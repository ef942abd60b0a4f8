//! Named-signal publish/subscribe bus
//!
//! The bus maps each [`Signal`] to the handlers subscribed to it. Publishing
//! snapshots the handler list at call time, so subscriptions made while a
//! publish is in flight only see later publishes.
//!
//! ## Dispatch rules
//! - All handlers for one publish run **concurrently** and all observe the
//!   same [`Event`].
//! - Handlers are isolated: a failing or panicking handler produces an
//!   error outcome and never affects the others or the publisher.
//! - [`EventBus::publish`] awaits every handler (joint completion).
//! - [`EventBus::emit`] spawns the dispatch on the bus runtime and returns
//!   immediately (fire-and-forget, used for telemetry and commands).
//! - [`EventBus::dispatch`] hands out the in-flight handler set so callers
//!   can consume outcomes in completion order (used to race recovery
//!   answers).
//!
//! ## Example
//! ```rust,no_run
//! use dropbot_monitor::{Event, EventBus};
//! use dropbot_protocol::Signal;
//!
//! # async fn demo() {
//! let bus = EventBus::new(tokio::runtime::Handle::current());
//! bus.on(Signal::ChipInserted, |_event| async {
//!     println!("chip inserted");
//! });
//! bus.publish(Event::new(Signal::ChipInserted)).await;
//! # }
//! ```

use std::collections::HashMap;
use std::fmt;
use std::future::Future;
use std::panic::AssertUnwindSafe;
use std::sync::atomic::{AtomicU64, Ordering};
use std::sync::{Arc, PoisonError, RwLock, RwLockReadGuard, RwLockWriteGuard};

use dropbot_protocol::Signal;
use futures::future::BoxFuture;
use futures::stream::{FuturesUnordered, StreamExt};
use futures::FutureExt;
use tokio::runtime::Handle;
use tracing::{debug, warn};

use crate::error::HandlerError;
use crate::events::Event;
use crate::recovery::RecoveryDecision;

/// Result of running one handler
///
/// Handlers answering recovery queries return `Ok(Some(decision))`; all
/// other handlers return `Ok(None)`.
pub type HandlerOutcome = Result<Option<RecoveryDecision>, HandlerError>;

type HandlerFuture = BoxFuture<'static, HandlerOutcome>;
type Handler = Arc<dyn Fn(Arc<Event>) -> HandlerFuture + Send + Sync>;

/// Identifies one subscription for later removal
#[derive(Debug, Clone, Copy, PartialEq, Eq, Hash)]
pub struct SubscriptionId(u64);

#[derive(Clone)]
struct Subscriber {
    id: SubscriptionId,
    handler: Handler,
}

struct BusInner {
    subscribers: RwLock<HashMap<Signal, Vec<Subscriber>>>,
    next_id: AtomicU64,
    runtime: Handle,
}

/// Publish/subscribe namespace keyed by [`Signal`]
///
/// Cheap to clone; clones share the same subscriber map.
#[derive(Clone)]
pub struct EventBus {
    inner: Arc<BusInner>,
}

impl EventBus {
    /// Create a bus whose fire-and-forget dispatches run on `runtime`
    pub fn new(runtime: Handle) -> Self {
        Self {
            inner: Arc::new(BusInner {
                subscribers: RwLock::new(HashMap::new()),
                next_id: AtomicU64::new(1),
                runtime,
            }),
        }
    }

    /// Runtime used by [`EventBus::emit`]
    pub fn runtime(&self) -> &Handle {
        &self.inner.runtime
    }

    /// Subscribe a handler that may answer with a recovery decision
    pub fn subscribe<F, Fut>(&self, signal: Signal, handler: F) -> SubscriptionId
    where
        F: Fn(Arc<Event>) -> Fut + Send + Sync + 'static,
        Fut: Future<Output = HandlerOutcome> + Send + 'static,
    {
        let id = SubscriptionId(self.inner.next_id.fetch_add(1, Ordering::Relaxed));
        let handler: Handler = Arc::new(move |event| handler(event).boxed());

        self.write()
            .entry(signal)
            .or_default()
            .push(Subscriber { id, handler });
        debug!("Subscribed {:?} to {}", id, signal);

        id
    }

    /// Subscribe a handler that only observes events
    pub fn on<F, Fut>(&self, signal: Signal, handler: F) -> SubscriptionId
    where
        F: Fn(Arc<Event>) -> Fut + Send + Sync + 'static,
        Fut: Future<Output = ()> + Send + 'static,
    {
        self.subscribe(signal, move |event| {
            let observed = handler(event);
            async move {
                observed.await;
                Ok(None)
            }
        })
    }

    /// Remove a subscription; returns false if it was already gone
    pub fn unsubscribe(&self, id: SubscriptionId) -> bool {
        let mut subscribers = self.write();
        for handlers in subscribers.values_mut() {
            if let Some(pos) = handlers.iter().position(|s| s.id == id) {
                handlers.remove(pos);
                return true;
            }
        }
        false
    }

    /// Number of handlers currently subscribed to `signal`
    pub fn subscriber_count(&self, signal: Signal) -> usize {
        self.read().get(&signal).map_or(0, Vec::len)
    }

    /// Start every handler currently subscribed to the event's signal
    ///
    /// Nothing runs until the returned [`Dispatch`] is polled.
    pub fn dispatch(&self, event: Event) -> Dispatch {
        let handlers: Vec<Handler> = self
            .read()
            .get(&event.signal)
            .map(|subs| subs.iter().map(|s| Arc::clone(&s.handler)).collect())
            .unwrap_or_default();

        let signal = event.signal;
        let event = Arc::new(event);
        let pending = handlers
            .into_iter()
            .map(|handler| isolate(handler, Arc::clone(&event)))
            .collect();

        Dispatch { signal, pending }
    }

    /// Run every handler for `event` and wait for all of them
    ///
    /// Outcomes are returned in completion order.
    pub async fn publish(&self, event: Event) -> Vec<HandlerOutcome> {
        self.dispatch(event).join().await
    }

    /// Run every handler for `event` in the background
    pub fn emit(&self, event: Event) {
        let dispatch = self.dispatch(event);
        if dispatch.is_empty() {
            return;
        }
        self.inner.runtime.spawn(async move {
            dispatch.join().await;
        });
    }

    fn read(&self) -> RwLockReadGuard<'_, HashMap<Signal, Vec<Subscriber>>> {
        self.inner
            .subscribers
            .read()
            .unwrap_or_else(PoisonError::into_inner)
    }

    fn write(&self) -> RwLockWriteGuard<'_, HashMap<Signal, Vec<Subscriber>>> {
        self.inner
            .subscribers
            .write()
            .unwrap_or_else(PoisonError::into_inner)
    }
}

impl fmt::Debug for EventBus {
    fn fmt(&self, f: &mut fmt::Formatter<'_>) -> fmt::Result {
        let counts: HashMap<Signal, usize> = self
            .read()
            .iter()
            .map(|(signal, subs)| (*signal, subs.len()))
            .collect();
        f.debug_struct("EventBus")
            .field("subscribers", &counts)
            .finish()
    }
}

/// Run a handler so that its panics turn into outcomes
fn isolate(handler: Handler, event: Arc<Event>) -> HandlerFuture {
    // The handler is invoked inside the future so that a panic while
    // building its future is caught as well.
    AssertUnwindSafe(async move { handler(event).await })
        .catch_unwind()
        .map(|result| {
            result.unwrap_or_else(|panic| {
                let message = if let Some(msg) = panic.downcast_ref::<&'static str>() {
                    (*msg).to_string()
                } else if let Some(msg) = panic.downcast_ref::<String>() {
                    msg.clone()
                } else {
                    "unknown panic".to_string()
                };
                Err(HandlerError::Panicked(message))
            })
        })
        .boxed()
}

/// Handlers started by one publish
pub struct Dispatch {
    signal: Signal,
    pending: FuturesUnordered<HandlerFuture>,
}

impl Dispatch {
    /// Signal being dispatched
    pub fn signal(&self) -> Signal {
        self.signal
    }

    /// Number of handlers that have not finished
    pub fn len(&self) -> usize {
        self.pending.len()
    }

    /// Check if no handler is left
    pub fn is_empty(&self) -> bool {
        self.pending.is_empty()
    }

    /// Wait for the next handler to finish; `None` once all have
    pub async fn next(&mut self) -> Option<HandlerOutcome> {
        self.pending.next().await
    }

    /// Wait for every handler to finish
    pub async fn join(mut self) -> Vec<HandlerOutcome> {
        let mut outcomes = Vec::with_capacity(self.pending.len());
        while let Some(outcome) = self.pending.next().await {
            if let Err(e) = &outcome {
                warn!("{} handler: {}", self.signal, e);
            }
            outcomes.push(outcome);
        }
        outcomes
    }
}

impl fmt::Debug for Dispatch {
    fn fmt(&self, f: &mut fmt::Formatter<'_>) -> fmt::Result {
        f.debug_struct("Dispatch")
            .field("signal", &self.signal)
            .field("pending", &self.pending.len())
            .finish()
    }
}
++++
## WORK TO BE COMPLETED
Here the job is to set down exactly the lines of the material above that fall between the one with "use std::fmt;" and the one with "pub fn subscribe<F, Fut>(&self, signal: Signal, handler: F)", inclusive, and nothing beyond them.

## SOLUTION FOR THIS TASK
use std::fmt;
use std::future::Future;
use std::panic::AssertUnwindSafe;
use std::sync::atomic::{AtomicU64, Ordering};
use std::sync::{Arc, PoisonError, RwLock, RwLockReadGuard, RwLockWriteGuard};

use dropbot_protocol::Signal;
use futures::future::BoxFuture;
use futures::stream::{FuturesUnordered, StreamExt};
use futures::FutureExt;
use tokio::runtime::Handle;
use tracing::{debug, warn};

use crate::error::HandlerError;
use crate::events::Event;
use crate::recovery::RecoveryDecision;

/// Result of running one handler
///
/// Handlers answering recovery queries return `Ok(Some(decision))`; all
/// other handlers return `Ok(None)`.
pub type HandlerOutcome = Result<Option<RecoveryDecision>, HandlerError>;

type HandlerFuture = BoxFuture<'static, HandlerOutcome>;
type Handler = Arc<dyn Fn(Arc<Event>) -> HandlerFuture + Send + Sync>;

/// Identifies one subscription for later removal
#[derive(Debug, Clone, Copy, PartialEq, Eq, Hash)]
pub struct SubscriptionId(u64);

#[derive(Clone)]
struct Subscriber {
    id: SubscriptionId,
    handler: Handler,
}

struct BusInner {
    subscribers: RwLock<HashMap<Signal, Vec<Subscriber>>>,
    next_id: AtomicU64,
    runtime: Handle,
}

/// Publish/subscribe namespace keyed by [`Signal`]
///
/// Cheap to clone; clones share the same subscriber map.
#[derive(Clone)]
pub struct EventBus {
    inner: Arc<BusInner>,
}

impl EventBus {
    /// Create a bus whose fire-and-forget dispatches run on `runtime`
    pub fn new(runtime: Handle) -> Self {
        Self {
            inner: Arc::new(BusInner {
                subscribers: RwLock::new(HashMap::new()),
                next_id: AtomicU64::new(1),
                runtime,
            }),
        }
    }

    /// Runtime used by [`EventBus::emit`]
    pub fn runtime(&self) -> &Handle {
        &self.inner.runtime
    }

    /// Subscribe a handler that may answer with a recovery decision
    pub fn subscribe<F, Fut>(&self, signal: Signal, handler: F) -> SubscriptionId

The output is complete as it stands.